Last I heard, CEO's made 475 times what their average employee made.
(If I remember correctly.) One might argue that there is rarely a
time when company performance merits that disparity. Likewise, it may
not be surprising in that context that there is little inverse
discipline on CEO compensation.
My impression is that shareholders can elect board members to create
compensation committees to reflect shareholder values and hold CEOs
accountable. However, it is not clear that this happens in a way that
deflates CEO compensation.

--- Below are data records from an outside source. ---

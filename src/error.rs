use std::path::PathBuf;
use thiserror::Error;

pub type Result<T> = std::result::Result<T, DocsError>;

#[derive(Error, Debug)]
pub enum DocsError {
    #[error("Failed to read service definition {path:?}: {source}")]
    ServiceRead {
        path: PathBuf,
        #[source]
        source: std::io::Error,
    },

    #[error("Invalid service definition {path:?}: {message}")]
    ServiceParse { path: PathBuf, message: String },

    #[error("Failed to read override file {path:?}: {source}")]
    OverrideRead {
        path: PathBuf,
        #[source]
        source: std::io::Error,
    },

    #[error("Invalid override file {path:?}: {message}")]
    OverrideParse { path: PathBuf, message: String },

    #[error("Override file {path:?} does not fit the {target} document: {source}")]
    OverrideShape {
        path: PathBuf,
        target: &'static str,
        #[source]
        source: serde_json::Error,
    },

    #[error("Failed to serialize document: {0}")]
    Serialize(#[from] serde_json::Error),
}

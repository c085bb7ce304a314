use log::{debug, info};

use crate::config::DocsConfig;
use crate::declaration::{HttpEvent, RouteDeclaration, ServiceDefinition};
use crate::format::DocumentFormat;
use crate::parameters::{assemble_parameters, security_requirements};
use crate::responses::format_responses;
use crate::route::RouteEntry;

/// A documented HTTP event together with the function that owns it.
#[derive(Debug, Clone, Copy)]
pub struct Route<'a> {
    pub function_name: &'a str,
    pub declaration: &'a RouteDeclaration,
}

/// Every HTTP event worth documenting, functions in declaration order and events in order
/// within each function. Excluded events and shorthand string events are left out.
pub fn collect_routes(service: &ServiceDefinition) -> Vec<Route<'_>> {
    let mut routes = Vec::new();

    for (function_name, function) in &service.functions {
        for event in &function.events {
            match event.http_trigger() {
                Some(HttpEvent::Declared(declaration)) if declaration.exclude => {
                    debug!(
                        "Excluding {} {} of function '{}'",
                        declaration.method, declaration.path, function_name
                    );
                }
                Some(HttpEvent::Declared(declaration)) => routes.push(Route {
                    function_name,
                    declaration,
                }),
                Some(HttpEvent::Shorthand(shorthand)) => {
                    debug!(
                        "Skipping shorthand event '{}' of function '{}'",
                        shorthand, function_name
                    );
                }
                None => {}
            }
        }
    }

    routes
}

/// Derive the format-neutral documentation entry of one route.
pub fn build_route_entry(route: &Route<'_>, config: &DocsConfig) -> RouteEntry {
    let declaration = route.declaration;

    RouteEntry {
        function_name: route.function_name.to_string(),
        method: declaration.method.clone(),
        path: declaration.path.clone(),
        summary: declaration.summary.clone(),
        description: declaration.description.clone(),
        tags: declaration.swaggerTags.clone().unwrap_or_default(),
        consumes: declaration.consumes.clone(),
        produces: declaration.produces.clone(),
        parameters: assemble_parameters(declaration),
        responses: format_responses(declaration.responses.as_ref()),
        security: security_requirements(&config.apiKeyHeaders, declaration.security.as_deref()),
    }
}

/// Append every qualifying route of `service` to `document`.
pub fn populate<F: DocumentFormat>(
    format: &F,
    document: F::Document,
    service: &ServiceDefinition,
    config: &DocsConfig,
) -> F::Document {
    let routes = collect_routes(service);
    info!("Documenting {} route(s)", routes.len());

    routes.iter().fold(document, |document, route| {
        let entry = build_route_entry(route, config);
        format.append_route(document, &entry)
    })
}

#[cfg(test)]
mod tests {
    use super::*;
    use crate::route::ParameterLocation;
    use pretty_assertions::assert_eq;

    fn service(yaml: &str) -> ServiceDefinition {
        serde_yaml::from_str(yaml).unwrap()
    }

    #[test]
    fn test_collect_routes_filters_events() {
        let service = service(
            r#"
functions:
  users:
    handler: users.handler
    events:
      - http:
          method: get
          path: /users
      - http: GET /users/shorthand
      - http:
          method: delete
          path: /users/{id}
          exclude: true
      - schedule: rate(5 minutes)
      - httpApi:
          method: post
          path: /users
  health:
    handler: health.handler
    events:
      - httpApi:
          method: get
          path: /health
"#,
        );

        let routes = collect_routes(&service);
        let summary: Vec<(&str, &str, &str)> = routes
            .iter()
            .map(|r| (r.function_name, r.declaration.method.as_str(), r.declaration.path.as_str()))
            .collect();

        assert_eq!(
            summary,
            vec![
                ("users", "get", "/users"),
                ("users", "post", "/users"),
                ("health", "get", "/health"),
            ]
        );
    }

    #[test]
    fn test_get_user_scenario() {
        let service = service(
            r#"
functions:
  getUser:
    handler: users.get
    events:
      - http:
          method: GET
          path: /users/{id}
          queryStringParameters:
            verbose:
              required: false
              type: boolean
"#,
        );

        let routes = collect_routes(&service);
        assert_eq!(routes.len(), 1);
        let entry = build_route_entry(&routes[0], &DocsConfig::default());

        assert_eq!(entry.function_name, "getUser");
        assert_eq!(entry.display_name(), "getUser");
        assert_eq!(entry.parameters.len(), 2);

        let id = &entry.parameters[0];
        assert!(id.is(ParameterLocation::Path));
        assert_eq!(id.name, "id");
        assert!(id.required);
        assert_eq!(id.type_, Some("string".to_string()));

        let verbose = &entry.parameters[1];
        assert!(verbose.is(ParameterLocation::Query));
        assert_eq!(verbose.name, "verbose");
        assert!(!verbose.required);
        assert_eq!(verbose.type_, Some("boolean".to_string()));

        assert_eq!(entry.responses.len(), 1);
        assert_eq!(entry.responses["200"].description, "200 response");
        assert_eq!(entry.responses["200"].schema_ref, None);
        assert!(entry.security.is_empty());
    }

    #[test]
    fn test_security_from_config() {
        let service = service(
            r#"
functions:
  getUser:
    events:
      - http:
          method: get
          path: /users
      - http:
          method: get
          path: /partners
          security: [partner-key]
"#,
        );
        let config = DocsConfig {
            apiKeyHeaders: vec!["x-api-key".to_string()],
            ..Default::default()
        };

        let entries: Vec<RouteEntry> = collect_routes(&service)
            .iter()
            .map(|route| build_route_entry(route, &config))
            .collect();

        assert!(entries[0].security[0].contains_key("x-api-key"));
        assert_eq!(entries[1].security.len(), 1);
        assert!(entries[1].security[0].contains_key("partner-key"));
    }
}
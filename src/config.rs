#![allow(non_snake_case)]

use log::debug;
use serde::Deserialize;
use std::{
    fs,
    path::{Path, PathBuf},
};

use crate::declaration::ServiceDefinition;
use crate::error::{DocsError, Result};

/// Documentation settings read from the `custom.autoswagger` block of the service definition.
#[derive(Debug, Deserialize, Clone, Default, PartialEq)]
pub struct DocsConfig {
    #[serde(default)]
    pub title: Option<String>,
    #[serde(default)]
    pub description: Option<String>,
    #[serde(default)]
    pub version: Option<String>,
    #[serde(default)]
    pub host: Option<String>,
    #[serde(default)]
    pub basePath: Option<String>,
    #[serde(default)]
    pub schemes: Option<Vec<String>>,
    /// Postman collection schema URL
    #[serde(default)]
    pub schema: Option<String>,
    #[serde(default)]
    pub postmanId: Option<String>,
    #[serde(default)]
    pub swaggerFiles: Vec<String>,
    #[serde(default)]
    pub apiKeyHeaders: Vec<String>,
}

impl DocsConfig {
    /// Override file paths, with relative entries resolved against `base_dir`.
    pub fn override_files(&self, base_dir: &Path) -> Vec<PathBuf> {
        self.swaggerFiles
            .iter()
            .map(|file| {
                let path = Path::new(file);
                if path.is_absolute() {
                    path.to_path_buf()
                } else {
                    base_dir.join(path)
                }
            })
            .collect()
    }
}

/// A loaded service definition along with the directory it was read from.
#[derive(Debug, Clone)]
pub struct LoadedService {
    pub definition: ServiceDefinition,
    pub base_dir: PathBuf,
}

impl LoadedService {
    pub fn config(&self) -> DocsConfig {
        self.definition.docs_config()
    }
}

/// Read a service definition file. `.json` files are parsed as JSON, everything else as YAML.
pub fn load_service(path: impl AsRef<Path>) -> Result<LoadedService> {
    let path = path.as_ref();
    debug!("Loading service definition from {:?}", path);

    let content = fs::read_to_string(path).map_err(|source| DocsError::ServiceRead {
        path: path.to_path_buf(),
        source,
    })?;

    let definition = parse_service(path, &content)?;
    let base_dir = path
        .parent()
        .map(Path::to_path_buf)
        .unwrap_or_else(|| PathBuf::from("."));

    debug!(
        "Loaded service '{}' with {} functions",
        definition.name(),
        definition.functions.len()
    );

    Ok(LoadedService {
        definition,
        base_dir,
    })
}

fn parse_service(path: &Path, content: &str) -> Result<ServiceDefinition> {
    let parsed = if has_extension(path, &["json"]) {
        serde_json::from_str(content).map_err(|e| e.to_string())
    } else {
        serde_yaml::from_str(content).map_err(|e| e.to_string())
    };

    parsed.map_err(|message| DocsError::ServiceParse {
        path: path.to_path_buf(),
        message,
    })
}

pub(crate) fn has_extension(path: &Path, extensions: &[&str]) -> bool {
    path.extension()
        .and_then(|ext| ext.to_str())
        .map(|ext| extensions.iter().any(|e| ext.eq_ignore_ascii_case(e)))
        .unwrap_or(false)
}

#[cfg(test)]
mod tests {
    use super::*;
    use pretty_assertions::assert_eq;
    use std::fs::File;
    use std::io::Write;
    use tempfile::tempdir;

    #[test]
    fn test_load_service_yaml() {
        let dir = tempdir().unwrap();
        let file_path = dir.path().join("serverless.yml");
        let mut file = File::create(&file_path).unwrap();
        write!(
            file,
            r#"
service: users-api
custom:
  autoswagger:
    title: Users
    host: api.example.com
    basePath: /dev
    schemes: [https]
    swaggerFiles:
      - docs/extra.json
      - /abs/other.json
    apiKeyHeaders: [x-api-key]
functions: {{}}
"#
        )
        .unwrap();

        let loaded = load_service(&file_path).unwrap();
        let config = loaded.config();

        assert_eq!(loaded.definition.name(), "users-api");
        assert_eq!(config.title, Some("Users".to_string()));
        assert_eq!(config.host, Some("api.example.com".to_string()));
        assert_eq!(config.basePath, Some("/dev".to_string()));
        assert_eq!(config.schemes, Some(vec!["https".to_string()]));
        assert_eq!(config.apiKeyHeaders, vec!["x-api-key"]);
        assert_eq!(
            config.override_files(&loaded.base_dir),
            vec![dir.path().join("docs/extra.json"), PathBuf::from("/abs/other.json")]
        );
    }

    #[test]
    fn test_load_service_json() {
        let dir = tempdir().unwrap();
        let file_path = dir.path().join("serverless.json");
        std::fs::write(&file_path, r#"{"service": "json-api", "functions": {}}"#).unwrap();

        let loaded = load_service(&file_path).unwrap();
        assert_eq!(loaded.definition.name(), "json-api");
        assert_eq!(loaded.config(), DocsConfig::default());
    }

    #[test]
    fn test_missing_service_file() {
        let dir = tempdir().unwrap();
        let err = load_service(dir.path().join("nope.yml")).unwrap_err();
        assert!(matches!(err, DocsError::ServiceRead { .. }));
    }

    #[test]
    fn test_malformed_service_file() {
        let dir = tempdir().unwrap();
        let file_path = dir.path().join("serverless.yml");
        std::fs::write(&file_path, "functions: [unclosed").unwrap();

        let err = load_service(&file_path).unwrap_err();
        assert!(matches!(err, DocsError::ServiceParse { .. }));
    }
}
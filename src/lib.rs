pub mod collector;
pub mod config;
pub mod declaration;
pub mod error;
pub mod format;
pub mod generator;
pub mod models;
pub mod overrides;
pub mod parameters;
pub mod path_params;
pub mod postman;
pub mod responses;
pub mod route;
pub mod swagger;
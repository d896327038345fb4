//! Configuration for ccheck.
//! TOML-based: project `ccheck.toml`, `CCHECK_*` env overrides, compiled defaults.

pub mod ccheck_config;
pub mod naming_config;

pub use ccheck_config::CcheckConfig;
pub use naming_config::{NamingConfig, DEFAULT_CONST_PATTERN, DEFAULT_NONCONST_PATTERN};
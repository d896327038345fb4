//! Tracing subscriber setup.

use tracing_subscriber::EnvFilter;

/// Install a global subscriber filtered by `CCHECK_LOG` (falling back to
/// `RUST_LOG`, then `info`). Later calls are no-ops.
pub fn init_tracing() {
    let filter = EnvFilter::try_from_env("CCHECK_LOG")
        .or_else(|_| EnvFilter::try_from_default_env())
        .unwrap_or_else(|_| EnvFilter::new("info"));
    let _ = tracing_subscriber::fmt().with_env_filter(filter).try_init();
}
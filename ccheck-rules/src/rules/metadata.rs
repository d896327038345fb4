//! Static rule metadata — consumed by the host's message-formatting pipeline.

/// Severity classification of a rule.
#[derive(Debug, Clone, Copy, PartialEq, Eq)]
pub enum Severity {
    Required,
    Advisory,
}

impl Severity {
    pub fn as_str(&self) -> &'static str {
        match self {
            Self::Required => "required",
            Self::Advisory => "advisory",
        }
    }
}

/// A named group of rules, for host-side grouping.
#[derive(Debug, Clone, Copy, PartialEq, Eq)]
pub struct RuleGroup {
    pub name: &'static str,
    pub title: &'static str,
}

/// The group both style rules register under.
pub const RULE_GROUP: RuleGroup = RuleGroup {
    name: "stylechecks",
    title: "Style check rules",
};

/// Metadata a rule declares to integrate with the host: a unique name,
/// severity, message templates keyed by diagnostic key, and an optional
/// description.
#[derive(Debug, Clone, Copy)]
pub struct RuleMetadata {
    pub name: &'static str,
    pub group: RuleGroup,
    pub severity: Severity,
    /// (diagnostic key, message template) pairs; templates use `{}`
    /// placeholders filled from a diagnostic's message arguments.
    pub messages: &'static [(&'static str, &'static str)],
    pub description: Option<&'static str>,
}

impl RuleMetadata {
    /// Template for a diagnostic key, if the rule declares it.
    pub fn template_for(&self, key: &str) -> Option<&'static str> {
        self.messages
            .iter()
            .find(|(k, _)| *k == key)
            .map(|(_, template)| *template)
    }
}
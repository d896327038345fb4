//! Rule registry — owns the configured rules and runs them in order.

use rustc_hash::FxHashMap;
use tracing::debug_span;

use ccheck_core::config::CcheckConfig;
use ccheck_core::diagnostics::MessageSink;
use ccheck_core::errors::ConfigError;
use ccheck_core::ir::IrGraph;

use super::{Rule, TypeQualifierPosition, VariableNaming};

/// Holds the registered rules; execution order is registration order.
#[derive(Default)]
pub struct RuleRegistry {
    rules: Vec<Box<dyn Rule>>,
    by_name: FxHashMap<&'static str, usize>,
}

impl RuleRegistry {
    pub fn new() -> Self {
        Self::default()
    }

    /// Registry with both style rules, configured from `config`.
    pub fn with_defaults(config: &CcheckConfig) -> Result<Self, ConfigError> {
        let mut registry = Self::new();
        registry.register(Box::new(VariableNaming::new(&config.naming)?));
        registry.register(Box::new(TypeQualifierPosition::new()));
        Ok(registry)
    }

    pub fn register(&mut self, rule: Box<dyn Rule>) {
        self.by_name.insert(rule.metadata().name, self.rules.len());
        self.rules.push(rule);
    }

    /// Look up a registered rule by name.
    pub fn get(&self, name: &str) -> Option<&dyn Rule> {
        self.by_name.get(name).map(|&i| self.rules[i].as_ref())
    }

    pub fn len(&self) -> usize {
        self.rules.len()
    }

    pub fn is_empty(&self) -> bool {
        self.rules.is_empty()
    }

    /// Run every registered rule over one translation unit.
    ///
    /// Rules share no state; any execution order yields the same findings.
    pub fn run_all(&self, graph: &IrGraph, sink: &mut dyn MessageSink) {
        for rule in &self.rules {
            let span = debug_span!("rule", name = rule.metadata().name);
            let _guard = span.enter();
            rule.execute(graph, sink);
        }
    }
}
//! Rule trait, metadata, and the two style rules.

pub mod metadata;
pub mod qualifier_position;
pub mod registry;
pub mod variable_naming;

pub use metadata::{RuleGroup, RuleMetadata, Severity, RULE_GROUP};
pub use qualifier_position::TypeQualifierPosition;
pub use registry::RuleRegistry;
pub use variable_naming::VariableNaming;

use ccheck_core::diagnostics::MessageSink;
use ccheck_core::ir::IrGraph;

/// A single style rule, evaluated once per translation unit.
///
/// Rules hold no mutable state and share nothing across invocations; all
/// output flows through the sink.
pub trait Rule {
    fn metadata(&self) -> &RuleMetadata;

    /// Evaluate the rule over one translation unit.
    fn execute(&self, graph: &IrGraph, sink: &mut dyn MessageSink);
}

On the other hand, it is reasonable to
assume that if board members thought they could pay someone less to be
CEO and still get the job done to their satisfaction, they would.
What might be interesting to consider is, if a board was only willing
to pay CEOs half what they pay them now, would they still be able to
draw talent that could bring success to their enterprise.
http://www.ceogo.com/CEOFACTS/QUICKSTATS/
Some items that come to mind.
CEO of WebVan leaves company due to poor performance, yet had an
agreement for an ample pension that would dwarf the average person's
salary.
CEO of Vivendi/Universal is voted out by shareholders, but stalls
departure by claiming the vote had been tampered with by hackers.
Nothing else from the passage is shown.